Did I read what you wrote wrong? When you proceed to mention 'seers, kings, high priests, viziers' etc. I assume you are speaking of all religious hierarchies, and Christianity as one among them.
Skip wrote:Most religions are national - or tribal, if you prefer. The seers, kings, high priests, viziers or whatever their top morale officers are called do impose their world-view on the population with which they are concerned. The peasant, miner and midwife are all forced into the vision of the prelate; they're told their meaning, assigned their role, given their purpose.
I understand what you say about Christianity, I think. I believe that I understand fairly well the critique. I have heard it - everyone has heard it - for many, many years. And any cogent narrative must have links to reality and to fact. Yet your overall implication - and if it is your opinion that is completely fine with me - is that Christianity is a destructive, even a criminal, historical movement. I think this is the gist of the conversations (sharing of agreements) that occur here when Christianity is discussed. My assertion, as you know, is that it is in no sense so simple, and the doctrines of Christianity, let us say at an inner level, and I say this as 'fact', have nourished very positive elements of culture. When I see these mean-spirited attacks, and even though I am not a Christian myself, I am inclined to defend (it is part of my nature). In any case: This is a public board and we should all be having fun as we engage in our polemics.
Your narrative, your discourse - I mentioned this over a year ago - is dripping with Marxian
interpretation. The interpretation you offer is essentially Marxian. To mention Marxism one also must mention the Frankfurt School (very influential) and Critical Theory which has - I use the word 'infect' since I am not a big fan - infected our cultures from top to bottom. I am surprised that you don't get what I mean. If what I say is true, you don't have a firm grasp on the ideas that have informed your perception, and thus you are blind (in some sense and to use a common turn of phrase) to the
metaphysical force of your view. But
I notice it.
Mohammedism has been called 'frozen Judaism' and is an offshoot of Judaism though the separation occurred later. I mean only that it is one of the virulent forms of 'mad religion', and I grant you that some sects of Christianity are rather batty. But there is a very high aspect, too. And it is that part - the better part - that is core to our own civilisation.
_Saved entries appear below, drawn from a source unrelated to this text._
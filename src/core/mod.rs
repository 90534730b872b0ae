//! Core ledger data structures.
//!
//! This module contains the fundamental building blocks of the chain:
//! - `Transaction`: signed payload with optional transfer fields
//! - `Block`: header plus ordered transactions, signed by its producer
//! - `Validator`: the single gate in front of the chain store
//! - `Blockchain`: validation, contract execution and storage together

pub mod block;
pub mod blockchain;
pub mod transaction;
pub mod validator;
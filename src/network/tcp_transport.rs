//! TCP-based transport implementation for real network communication.
//!
//! Provides length-prefixed framing over TCP with per-peer connection management.
//! Uses split read/write halves for concurrent IO on each connection.
//!
//! # Connection model
//!
//! - The dialing side sends a hello frame carrying its own listen address.
//! - Both sides key the connection by the peer's listen address, so a single
//!   TCP stream carries traffic in both directions.
//! - Writers are removed when the read loop terminates, which is also when the
//!   `Disconnected` event is emitted.
//!
//! # Frame format
//!
//! ```text
//! [len: u32 LE][payload: len bytes]
//! ```
//! Empty frames and frames above [`MAX_FRAME_LEN`] end the connection.

use crate::network::message::Rpc;
use crate::network::transport::{BoxFuture, Transport, TransportError, TransportEvent};
use crate::{debug, warn};
use bytes::Bytes;
use dashmap::DashMap;
use std::sync::{Arc, Mutex, PoisonError};
use tokio::io::{self, AsyncRead, AsyncReadExt, AsyncWrite, AsyncWriteExt};
use tokio::net::tcp::{OwnedReadHalf, OwnedWriteHalf};
use tokio::net::{TcpListener, TcpStream};
use tokio::sync::Mutex as AsyncMutex;
use tokio::sync::mpsc::{Receiver, Sender, channel};
use tokio::time::{Duration, timeout};

/// Largest frame accepted from a peer.
pub const MAX_FRAME_LEN: usize = 16 * 1024 * 1024;

const HELLO_TIMEOUT: Duration = Duration::from_secs(3);

type Writer = Arc<AsyncMutex<OwnedWriteHalf>>;

/// Reads one length-prefixed frame.
pub async fn read_frame<R: AsyncRead + Unpin>(reader: &mut R) -> io::Result<Vec<u8>> {
    let mut len_buf = [0u8; 4];
    reader.read_exact(&mut len_buf).await?;

    let len = u32::from_le_bytes(len_buf) as usize;
    if len == 0 || len > MAX_FRAME_LEN {
        return Err(io::Error::new(
            io::ErrorKind::InvalidData,
            format!("invalid frame length {len}"),
        ));
    }

    let mut frame = vec![0u8; len];
    reader.read_exact(&mut frame).await?;
    Ok(frame)
}

/// Writes one length-prefixed frame.
pub async fn write_frame<W: AsyncWrite + Unpin>(writer: &mut W, data: &[u8]) -> io::Result<()> {
    let len = u32::try_from(data.len())
        .ok()
        .filter(|len| *len as usize <= MAX_FRAME_LEN)
        .ok_or_else(|| io::Error::new(io::ErrorKind::InvalidInput, "frame too large"))?;
    writer.write_all(&len.to_le_bytes()).await?;
    writer.write_all(data).await?;
    writer.flush().await
}

/// TCP transport for ledger network communication.
///
/// Manages TCP connections to peers with length-prefixed message framing.
/// Each peer connection is stored as a write half keyed by listen address.
pub struct TcpTransport {
    /// Address this transport listens on.
    listen_address: String,
    writers: Arc<DashMap<String, Writer>>,
    tx: Sender<TransportEvent>,
    rx: Mutex<Option<Receiver<TransportEvent>>>,
}

impl TcpTransport {
    /// Binds `address` and starts accepting peers.
    ///
    /// Port 0 picks a free port; [`Transport::addr`] reports the bound one.
    pub async fn bind(address: &str) -> io::Result<Arc<Self>> {
        let listener = TcpListener::bind(address).await?;
        let listen_address = listener.local_addr()?.to_string();
        let (tx, rx) = channel(1024);

        let transport = Arc::new(Self {
            listen_address,
            writers: Arc::new(DashMap::new()),
            tx,
            rx: Mutex::new(Some(rx)),
        });

        tokio::spawn(transport.clone().accept_loop(listener));
        Ok(transport)
    }

    async fn accept_loop(self: Arc<Self>, listener: TcpListener) {
        loop {
            match listener.accept().await {
                Ok((stream, remote)) => {
                    let this = self.clone();
                    tokio::spawn(async move {
                        if let Err(e) = this.handle_inbound(stream).await {
                            debug!("inbound connection rejected"; remote = remote, error = e);
                        }
                    });
                }
                Err(e) => warn!("accept failed"; addr = self.listen_address, error = e),
            }
        }
    }

    async fn handle_inbound(self: Arc<Self>, stream: TcpStream) -> io::Result<()> {
        let (mut reader, writer) = stream.into_split();

        let hello = timeout(HELLO_TIMEOUT, read_frame(&mut reader))
            .await
            .map_err(|_| io::Error::new(io::ErrorKind::TimedOut, "no hello frame"))??;
        let peer = String::from_utf8(hello)
            .map_err(|_| io::Error::new(io::ErrorKind::InvalidData, "hello is not utf-8"))?;

        Self::register(&self.writers, &self.tx, peer, reader, writer).await;
        Ok(())
    }

    /// Stores the writer, reports the peer and starts its read loop.
    async fn register(
        writers: &Arc<DashMap<String, Writer>>,
        tx: &Sender<TransportEvent>,
        peer: String,
        reader: OwnedReadHalf,
        writer: OwnedWriteHalf,
    ) {
        let writer: Writer = Arc::new(AsyncMutex::new(writer));
        writers.insert(peer.clone(), writer.clone());
        let _ = tx.send(TransportEvent::Connected(peer.clone())).await;

        let writers = writers.clone();
        let tx = tx.clone();
        tokio::spawn(async move {
            Self::read_loop(&peer, reader, &tx).await;
            writers.remove_if(&peer, |_, current| Arc::ptr_eq(current, &writer));
            let _ = tx.send(TransportEvent::Disconnected(peer)).await;
        });
    }

    async fn read_loop(peer: &str, mut reader: OwnedReadHalf, tx: &Sender<TransportEvent>) {
        loop {
            let frame = match read_frame(&mut reader).await {
                Ok(frame) => frame,
                Err(e) => {
                    if e.kind() != io::ErrorKind::UnexpectedEof {
                        debug!("peer read failed"; peer = peer, error = e);
                    }
                    return;
                }
            };

            let rpc = Rpc::new(peer, frame);
            if tx.send(TransportEvent::Message(rpc)).await.is_err() {
                return;
            }
        }
    }

    fn writer(&self, to: &str) -> Option<Writer> {
        self.writers.get(to).map(|entry| entry.value().clone())
    }
}

impl Transport for TcpTransport {
    fn consume(&self) -> Option<Receiver<TransportEvent>> {
        self.rx.lock().unwrap_or_else(PoisonError::into_inner).take()
    }

    fn connect(&self, addr: String) -> BoxFuture<'static, Result<(), TransportError>> {
        let listen_address = self.listen_address.clone();
        let writers = self.writers.clone();
        let tx = self.tx.clone();
        let already_connected = self.writers.contains_key(&addr);

        Box::pin(async move {
            if already_connected {
                return Ok(());
            }

            let failed = |e: io::Error| TransportError::ConnectFailed {
                addr: addr.clone(),
                reason: e.to_string(),
            };
            let stream = TcpStream::connect(&addr).await.map_err(failed)?;
            let (reader, mut writer) = stream.into_split();
            write_frame(&mut writer, listen_address.as_bytes())
                .await
                .map_err(failed)?;

            Self::register(&writers, &tx, addr.clone(), reader, writer).await;
            Ok(())
        })
    }

    fn send_message(
        &self,
        to: String,
        payload: Bytes,
    ) -> BoxFuture<'static, Result<(), TransportError>> {
        let writer = self.writer(&to);

        Box::pin(async move {
            let Some(writer) = writer else {
                return Err(TransportError::PeerNotFound(to));
            };

            let mut guard = writer.lock().await;
            write_frame(&mut *guard, &payload)
                .await
                .map_err(|_| TransportError::SendFailed(to))
        })
    }

    fn broadcast(
        &self,
        except: Option<String>,
        payload: Bytes,
    ) -> BoxFuture<'static, Result<(), TransportError>> {
        let targets: Vec<(String, Writer)> = self
            .writers
            .iter()
            .filter(|entry| except.as_deref() != Some(entry.key().as_str()))
            .map(|entry| (entry.key().clone(), entry.value().clone()))
            .collect();

        Box::pin(async move {
            let mut result = Ok(());
            for (to, writer) in targets {
                let mut guard = writer.lock().await;
                if write_frame(&mut *guard, &payload).await.is_err() && result.is_ok() {
                    result = Err(TransportError::SendFailed(to));
                }
            }
            result
        })
    }

    fn addr(&self) -> String {
        self.listen_address.clone()
    }

    fn peers(&self) -> Vec<String> {
        self.writers.iter().map(|entry| entry.key().clone()).collect()
    }
}
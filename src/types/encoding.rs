//! Deterministic binary codec shared by hashing, signing and the wire.
//!
//! The same byte layout is fed to the hasher, to the signer and to peers, so
//! two nodes that agree on a value always agree on its hash.
//!
//! Layout:
//! - integers are fixed-width little-endian
//! - `bool` is one byte, 0 or 1
//! - sequences (`Vec<T>`, `String`, `Bytes`) carry a `u32` length prefix
//! - `Option<T>` is a one-byte tag (0 = none, 1 = some) followed by the value
//! - fixed arrays are written element by element with no prefix

use bytes::Bytes;
use thiserror::Error;

/// Upper bound on decoded sequence lengths.
pub const MAX_SEQUENCE_LEN: usize = 16 * 1024 * 1024;

/// Destination for encoded bytes.
///
/// Hashers implement this too, so a value can be digested without first
/// being copied into a buffer.
pub trait EncodeSink {
    fn write(&mut self, bytes: &[u8]);
}

impl EncodeSink for Vec<u8> {
    fn write(&mut self, bytes: &[u8]) {
        self.extend_from_slice(bytes);
    }
}

/// Counts bytes instead of storing them.
#[derive(Default)]
pub struct LengthCounter(pub usize);

impl EncodeSink for LengthCounter {
    fn write(&mut self, bytes: &[u8]) {
        self.0 += bytes.len();
    }
}

pub trait Encode {
    fn encode<S: EncodeSink>(&self, out: &mut S);

    /// Size of the encoding in bytes.
    fn encoded_len(&self) -> usize {
        let mut counter = LengthCounter::default();
        self.encode(&mut counter);
        counter.0
    }

    fn encode_to_vec(&self) -> Vec<u8> {
        let mut out = Vec::with_capacity(self.encoded_len());
        self.encode(&mut out);
        out
    }

    fn to_bytes(&self) -> Bytes {
        Bytes::from(self.encode_to_vec())
    }
}

#[derive(Debug, Clone, PartialEq, Eq, Error)]
pub enum DecodeError {
    #[error("unexpected end of input")]
    UnexpectedEof,
    #[error("invalid value")]
    InvalidValue,
    #[error("length prefix exceeds {MAX_SEQUENCE_LEN}")]
    LengthOverflow,
}

pub trait Decode: Sized {
    /// Decodes one value and advances `input` past it.
    fn decode(input: &mut &[u8]) -> Result<Self, DecodeError>;

    /// Decodes a value that must span the whole buffer.
    fn from_bytes(data: &[u8]) -> Result<Self, DecodeError> {
        let mut input = data;
        let value = Self::decode(&mut input)?;
        if input.is_empty() {
            Ok(value)
        } else {
            Err(DecodeError::InvalidValue)
        }
    }
}

fn take<'a>(input: &mut &'a [u8], n: usize) -> Result<&'a [u8], DecodeError> {
    if input.len() < n {
        return Err(DecodeError::UnexpectedEof);
    }
    let (head, rest) = input.split_at(n);
    *input = rest;
    Ok(head)
}

fn take_array<const N: usize>(input: &mut &[u8]) -> Result<[u8; N], DecodeError> {
    let mut out = [0u8; N];
    out.copy_from_slice(take(input, N)?);
    Ok(out)
}

macro_rules! impl_fixed_int {
    ($($t:ty),*) => {$(
        impl Encode for $t {
            fn encode<S: EncodeSink>(&self, out: &mut S) {
                out.write(&self.to_le_bytes());
            }
        }

        impl Decode for $t {
            fn decode(input: &mut &[u8]) -> Result<Self, DecodeError> {
                take_array(input).map(<$t>::from_le_bytes)
            }
        }
    )*};
}

impl_fixed_int!(u8, u16, u32, u64, i64);

impl Encode for bool {
    fn encode<S: EncodeSink>(&self, out: &mut S) {
        out.write(&[u8::from(*self)]);
    }
}

impl Decode for bool {
    fn decode(input: &mut &[u8]) -> Result<Self, DecodeError> {
        match u8::decode(input)? {
            0 => Ok(false),
            1 => Ok(true),
            _ => Err(DecodeError::InvalidValue),
        }
    }
}

fn encode_len<S: EncodeSink>(len: usize, out: &mut S) {
    // Lengths above u32::MAX never pass MAX_SEQUENCE_LEN on the way back in.
    let len = u32::try_from(len).unwrap_or(u32::MAX);
    len.encode(out);
}

fn decode_len(input: &mut &[u8]) -> Result<usize, DecodeError> {
    let len = u32::decode(input)? as usize;
    if len > MAX_SEQUENCE_LEN {
        return Err(DecodeError::LengthOverflow);
    }
    Ok(len)
}

impl<T: Encode> Encode for [T] {
    fn encode<S: EncodeSink>(&self, out: &mut S) {
        encode_len(self.len(), out);
        for item in self {
            item.encode(out);
        }
    }
}

impl<T: Encode> Encode for Vec<T> {
    fn encode<S: EncodeSink>(&self, out: &mut S) {
        self.as_slice().encode(out);
    }
}

impl<T: Decode> Decode for Vec<T> {
    fn decode(input: &mut &[u8]) -> Result<Self, DecodeError> {
        let len = decode_len(input)?;
        // Every element takes at least one byte, so a prefix larger than the
        // remaining input is already known to be truncated.
        if len > input.len() {
            return Err(DecodeError::UnexpectedEof);
        }
        (0..len).map(|_| T::decode(input)).collect()
    }
}

impl Encode for Bytes {
    fn encode<S: EncodeSink>(&self, out: &mut S) {
        encode_len(self.len(), out);
        out.write(self);
    }
}

impl Decode for Bytes {
    fn decode(input: &mut &[u8]) -> Result<Self, DecodeError> {
        let len = decode_len(input)?;
        Ok(Bytes::copy_from_slice(take(input, len)?))
    }
}

impl Encode for String {
    fn encode<S: EncodeSink>(&self, out: &mut S) {
        encode_len(self.len(), out);
        out.write(self.as_bytes());
    }
}

impl Decode for String {
    fn decode(input: &mut &[u8]) -> Result<Self, DecodeError> {
        let len = decode_len(input)?;
        let raw = take(input, len)?;
        String::from_utf8(raw.to_vec()).map_err(|_| DecodeError::InvalidValue)
    }
}

impl<T: Encode> Encode for Option<T> {
    fn encode<S: EncodeSink>(&self, out: &mut S) {
        match self {
            None => out.write(&[0]),
            Some(value) => {
                out.write(&[1]);
                value.encode(out);
            }
        }
    }
}

impl<T: Decode> Decode for Option<T> {
    fn decode(input: &mut &[u8]) -> Result<Self, DecodeError> {
        match u8::decode(input)? {
            0 => Ok(None),
            1 => T::decode(input).map(Some),
            _ => Err(DecodeError::InvalidValue),
        }
    }
}

impl<const N: usize> Encode for [u8; N] {
    fn encode<S: EncodeSink>(&self, out: &mut S) {
        out.write(self);
    }
}

impl<const N: usize> Decode for [u8; N] {
    fn decode(input: &mut &[u8]) -> Result<Self, DecodeError> {
        take_array(input)
    }
}

impl<T: Encode + ?Sized> Encode for &T {
    fn encode<S: EncodeSink>(&self, out: &mut S) {
        (**self).encode(out);
    }
}

impl<A: Encode, B: Encode> Encode for (A, B) {
    fn encode<S: EncodeSink>(&self, out: &mut S) {
        self.0.encode(out);
        self.1.encode(out);
    }
}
Are you prepared to defend the methods by which they did this?
That is part of a reductionist, and even a little manipulative, narrative. To win my points I must
agree to the evils of the Conquest. It is simply not a good question. Let me put it this way: The so called Aryas, who came down from the North, subdued and dominated the dark indigenous tribes of the tropical Indian subcontinent and through those processes created a civilisation, various civilisations.
China has been expanding, and contracting, for centuries and millennia, and surrounding cultures (for example historical Vietnam) have been resisting, but also incorporating, cultural elements from China for 800-1000 years. Same with Japan.
Rome, in its expansion, imposed on the territories it absorbed what we understand as civilisation, and of course law as we understand it. All of Europe is an
outcome of Roman expansion, and we are all direct products of that. Numerous are the examples of regions petitioning Rome to become a part of the Roman project.
Incan civilisation conquered and then
repopulated the incorporated area, moving the indigenous populations to other lands to break their sense of connection to 'their land' and thus created the Incan civilisation, which was remarkable and long-enduring. Civilisation is in many senses a
price that one pays.
These processes occur - have occurred and likely will continue occurring - and as some things are destroyed, new things are born. Is your lament that the world is like this? There is quite honestly and factually no period, ever, where these sorts of things did not happen. If you were a real Marxist, naturally, you'd be clamouring for the 'end of history' in a paradisal worker's utopia. Certain communist states have been attempted with this ideology. Modern China comes out of
all that.
What you do with your narrative is wield it in a Marxian-critical manner. It is not neutral. It has and proposes ends, even if you are not aware of those ends, nor the degree that you embody the narrative. It cannot be said that all of that is 'bad' either. Critical Theory and its reach into the Academy is not all 'bad'. Yet: it is a form of acid and it tends to corrode in all manner of different areas. Therefore, it is wise to be aware of it, to have some self-consciousness of it. That of course is only my opinion.
My view is that the Critical Narrative is not benign, it is
active and
determining. (It is acidic overall and yet not all acid-elements are 'bad'.)